All working age benefits

Orewa speech: Those receiving a working age benefit must ensure that their children have the appropriate vaccinations, health and dental checks, and that they attend school.

Maharey: We've done it better. This Government has a national vaccination programme. There is free healthcare for under 6 year olds and we have introduced Primary Health Organisations bringing accessible healthcare to all. Dr Brash's proposal is a return to the ideas of National's code of social and family responsibility. If parents don't comply, their benefit will be cut. So children will be hungry and cold as well as not vaccinated and truant.

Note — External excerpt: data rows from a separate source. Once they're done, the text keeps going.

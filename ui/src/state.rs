//! Global application state

use crate::storage::LocalStorageStore;
use crate::types::Genie;
use genie::auth::gate::{AuthStatus, RouteGate};
use genie::auth::session::{SessionContext, SessionEvent, SessionToken, UserProfile};
use genie::types::{Result, Subscription};
use genie::utils::config::ConsoleConfig;
use leptos::prelude::*;
use std::sync::Arc;

/// Global application state
#[derive(Clone)]
pub struct AppState {
    /// Persisted session; the only place the token is read from
    pub session: SessionContext,
    /// Render/redirect rules for the route guards
    pub gate: RouteGate,
    /// Console configuration
    pub config: Arc<ConsoleConfig>,
    /// Gate status; `Unknown` until the first guard has read the session
    pub auth_status: RwSignal<AuthStatus>,
    /// Signed-in user profile
    pub user: RwSignal<Option<UserProfile>>,
    /// Genies owned by the user
    pub genies: RwSignal<Vec<Genie>>,
    /// Subscription activated during this visit
    pub subscription: RwSignal<Option<Subscription>>,
    /// Visible toast notifications
    pub toasts: RwSignal<Vec<crate::components::toast::Toast>>,
}

impl AppState {
    pub fn new() -> Self {
        let config = Arc::new(Self::load_config());
        let session = SessionContext::load_with_keys(
            Arc::new(LocalStorageStore),
            config.session.token_key.clone(),
            config.session.user_key.clone(),
        );
        let gate = RouteGate::new(config.routes.login.clone(), config.routes.home.clone());

        let auth_status = RwSignal::new(AuthStatus::Unknown);
        let user = RwSignal::new(None);

        // Keep the signals in step with sign-in/out from any part of the app
        session.subscribe(move |event| {
            let status = match event {
                SessionEvent::SignedIn => AuthStatus::Authenticated,
                SessionEvent::SignedOut => AuthStatus::Unauthenticated,
            };
            auth_status.set(status);
            if status == AuthStatus::Unauthenticated {
                user.set(None);
            }
        });

        Self {
            session,
            gate,
            config,
            auth_status,
            user,
            genies: RwSignal::new(vec![]),
            subscription: RwSignal::new(None),
            toasts: RwSignal::new(vec![]),
        }
    }

    fn load_config() -> ConsoleConfig {
        let mut config = ConsoleConfig::default();
        let overrides = [
            ("GENIE_API_BASE_URL", option_env!("GENIE_API_BASE_URL")),
            ("GENIE_CHECKOUT_SCRIPT_URL", option_env!("GENIE_CHECKOUT_SCRIPT_URL")),
        ];
        let applied = config.apply_overrides(|name| {
            overrides
                .iter()
                .find(|(key, _)| *key == name)
                .and_then(|&(_, value)| value.map(str::to_string))
        });
        if let Err(e) = applied {
            tracing::warn!("Ignoring build-time configuration: {}", e);
            config = ConsoleConfig::default();
        }
        config
    }

    /// Re-reads the persisted session, e.g. on navigation or when another
    /// tab touched local storage, and publishes the result to the guards.
    pub fn refresh_session(&self) {
        self.session.sync_from_store();
        self.auth_status.set(self.session.status());
        self.user.set(self.session.user());
    }

    pub fn sign_in(&self, token: &str, user: Option<UserProfile>) -> Result<()> {
        let token = SessionToken::new(token)?;
        self.session.sign_in(token, user.clone())?;
        self.user.set(user);
        Ok(())
    }

    pub fn sign_out(&self) {
        if let Err(e) = self.session.sign_out() {
            tracing::error!("Failed to clear session: {}", e);
        }
        self.genies.set(vec![]);
        self.subscription.set(None);
    }

    pub fn is_authenticated(&self) -> bool {
        self.auth_status.get() == AuthStatus::Authenticated
    }
}

impl Default for AppState {
    fn default() -> Self {
        Self::new()
    }
}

Brash responds: Maharey's response is typical of the politically correct Labour Government. The facts are that New Zealand has a terrible immunisation completion rate and consequently many Kiwi kids suffer from preventable diseases. National makes no apology for requiring parents to meet their obligations to ensure that their children are immunised, attend medical/dental checks or attend school, and we will use whatever mechanisms we have at our disposal to ensure that this happens. The threat of benefit sanctions may just be the incentive for some parents to get their kids immunised and ensure that they don't truant. It is about time New Zealanders made it clear that this form of child neglect is unacceptable. It should also be noted that those parents who make an informed choice not to have their kids immunised will be exempt.